Stored items:
============================================================
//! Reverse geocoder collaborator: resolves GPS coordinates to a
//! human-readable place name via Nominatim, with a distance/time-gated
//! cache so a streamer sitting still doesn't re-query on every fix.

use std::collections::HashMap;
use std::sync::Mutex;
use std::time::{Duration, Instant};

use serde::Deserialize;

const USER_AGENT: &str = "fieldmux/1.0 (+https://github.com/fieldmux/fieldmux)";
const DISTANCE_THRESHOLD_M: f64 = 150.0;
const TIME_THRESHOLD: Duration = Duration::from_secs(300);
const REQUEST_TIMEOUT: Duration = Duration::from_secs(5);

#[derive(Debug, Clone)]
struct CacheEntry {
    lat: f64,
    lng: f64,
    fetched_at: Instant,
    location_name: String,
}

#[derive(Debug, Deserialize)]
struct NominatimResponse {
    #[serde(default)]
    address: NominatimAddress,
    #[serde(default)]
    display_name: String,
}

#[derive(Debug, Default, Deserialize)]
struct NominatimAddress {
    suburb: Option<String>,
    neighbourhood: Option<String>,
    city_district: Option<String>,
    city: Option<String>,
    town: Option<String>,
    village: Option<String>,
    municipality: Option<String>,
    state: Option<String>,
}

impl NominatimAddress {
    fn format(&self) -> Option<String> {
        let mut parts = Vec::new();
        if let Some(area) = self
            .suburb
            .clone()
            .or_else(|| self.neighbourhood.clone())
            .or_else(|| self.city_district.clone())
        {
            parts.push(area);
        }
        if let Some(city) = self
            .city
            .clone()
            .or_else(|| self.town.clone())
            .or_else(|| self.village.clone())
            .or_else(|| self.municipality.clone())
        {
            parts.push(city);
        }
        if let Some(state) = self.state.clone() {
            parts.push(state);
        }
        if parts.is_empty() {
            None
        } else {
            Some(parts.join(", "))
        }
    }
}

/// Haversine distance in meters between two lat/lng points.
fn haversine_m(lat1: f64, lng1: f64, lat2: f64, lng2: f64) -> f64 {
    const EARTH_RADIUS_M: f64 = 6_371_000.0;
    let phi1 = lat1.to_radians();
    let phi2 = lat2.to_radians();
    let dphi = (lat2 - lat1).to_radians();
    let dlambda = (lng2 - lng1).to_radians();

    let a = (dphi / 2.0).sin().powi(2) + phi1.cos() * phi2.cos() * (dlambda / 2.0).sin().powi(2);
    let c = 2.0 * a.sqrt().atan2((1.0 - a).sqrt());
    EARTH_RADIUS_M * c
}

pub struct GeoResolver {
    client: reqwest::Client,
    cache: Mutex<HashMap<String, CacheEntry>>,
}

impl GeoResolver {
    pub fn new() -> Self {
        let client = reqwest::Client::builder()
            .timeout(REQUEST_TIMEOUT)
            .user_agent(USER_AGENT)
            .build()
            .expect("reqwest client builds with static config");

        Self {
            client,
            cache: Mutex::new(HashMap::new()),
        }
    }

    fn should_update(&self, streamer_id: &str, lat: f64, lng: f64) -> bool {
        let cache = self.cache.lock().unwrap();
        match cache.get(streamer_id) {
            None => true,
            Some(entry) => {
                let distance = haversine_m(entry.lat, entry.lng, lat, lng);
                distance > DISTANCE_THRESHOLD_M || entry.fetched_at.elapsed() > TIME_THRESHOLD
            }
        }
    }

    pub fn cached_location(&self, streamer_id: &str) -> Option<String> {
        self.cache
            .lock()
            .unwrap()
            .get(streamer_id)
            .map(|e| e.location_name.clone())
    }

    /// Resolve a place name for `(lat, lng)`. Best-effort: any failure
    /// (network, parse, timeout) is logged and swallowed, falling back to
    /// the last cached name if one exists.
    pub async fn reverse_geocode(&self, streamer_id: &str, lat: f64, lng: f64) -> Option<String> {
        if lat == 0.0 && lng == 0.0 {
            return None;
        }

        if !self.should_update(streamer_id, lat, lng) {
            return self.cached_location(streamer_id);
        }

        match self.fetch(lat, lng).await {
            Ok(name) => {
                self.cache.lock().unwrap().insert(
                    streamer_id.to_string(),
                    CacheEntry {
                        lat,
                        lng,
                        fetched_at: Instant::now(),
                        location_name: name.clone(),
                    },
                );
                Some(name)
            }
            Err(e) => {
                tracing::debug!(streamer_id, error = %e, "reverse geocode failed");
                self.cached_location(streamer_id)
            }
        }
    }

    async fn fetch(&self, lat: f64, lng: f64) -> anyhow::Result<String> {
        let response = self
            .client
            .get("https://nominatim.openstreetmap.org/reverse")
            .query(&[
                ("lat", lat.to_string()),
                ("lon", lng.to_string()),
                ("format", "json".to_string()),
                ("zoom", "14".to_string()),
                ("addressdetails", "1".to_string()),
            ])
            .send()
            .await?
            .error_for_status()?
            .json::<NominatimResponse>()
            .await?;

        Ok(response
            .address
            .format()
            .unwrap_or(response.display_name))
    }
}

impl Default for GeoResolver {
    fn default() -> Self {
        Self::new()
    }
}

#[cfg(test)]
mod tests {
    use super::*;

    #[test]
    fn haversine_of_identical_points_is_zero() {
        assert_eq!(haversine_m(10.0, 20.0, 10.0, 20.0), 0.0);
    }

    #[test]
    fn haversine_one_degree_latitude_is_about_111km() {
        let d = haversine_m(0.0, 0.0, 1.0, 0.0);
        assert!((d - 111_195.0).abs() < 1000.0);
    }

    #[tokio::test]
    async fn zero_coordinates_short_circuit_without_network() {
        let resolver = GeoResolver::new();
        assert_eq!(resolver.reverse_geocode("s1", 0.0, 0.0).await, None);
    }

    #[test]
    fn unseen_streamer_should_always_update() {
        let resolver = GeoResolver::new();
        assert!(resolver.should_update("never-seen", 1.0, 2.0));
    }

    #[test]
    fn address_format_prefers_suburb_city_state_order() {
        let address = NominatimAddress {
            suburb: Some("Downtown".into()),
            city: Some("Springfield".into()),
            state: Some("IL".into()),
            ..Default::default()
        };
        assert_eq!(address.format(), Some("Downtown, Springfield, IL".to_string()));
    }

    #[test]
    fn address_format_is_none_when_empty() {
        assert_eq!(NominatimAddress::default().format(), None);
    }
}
============================================================
WORK ITEM >>
An exact copy of the line containing "Self::new()" and all lines after it, through the last line of the entries, is the required answer.

RESULT BELOW >>
        Self::new()
    }
}

#[cfg(test)]
mod tests {
    use super::*;

    #[test]
    fn haversine_of_identical_points_is_zero() {
        assert_eq!(haversine_m(10.0, 20.0, 10.0, 20.0), 0.0);
    }

    #[test]
    fn haversine_one_degree_latitude_is_about_111km() {
        let d = haversine_m(0.0, 0.0, 1.0, 0.0);
        assert!((d - 111_195.0).abs() < 1000.0);
    }

    #[tokio::test]
    async fn zero_coordinates_short_circuit_without_network() {
        let resolver = GeoResolver::new();
        assert_eq!(resolver.reverse_geocode("s1", 0.0, 0.0).await, None);
    }

    #[test]
    fn unseen_streamer_should_always_update() {
        let resolver = GeoResolver::new();
        assert!(resolver.should_update("never-seen", 1.0, 2.0));
    }

    #[test]
    fn address_format_prefers_suburb_city_state_order() {
        let address = NominatimAddress {
            suburb: Some("Downtown".into()),
            city: Some("Springfield".into()),
            state: Some("IL".into()),
            ..Default::default()
        };
        assert_eq!(address.format(), Some("Downtown, Springfield, IL".to_string()));
    }

    #[test]
    fn address_format_is_none_when_empty() {
        assert_eq!(NominatimAddress::default().format(), None);
    }
}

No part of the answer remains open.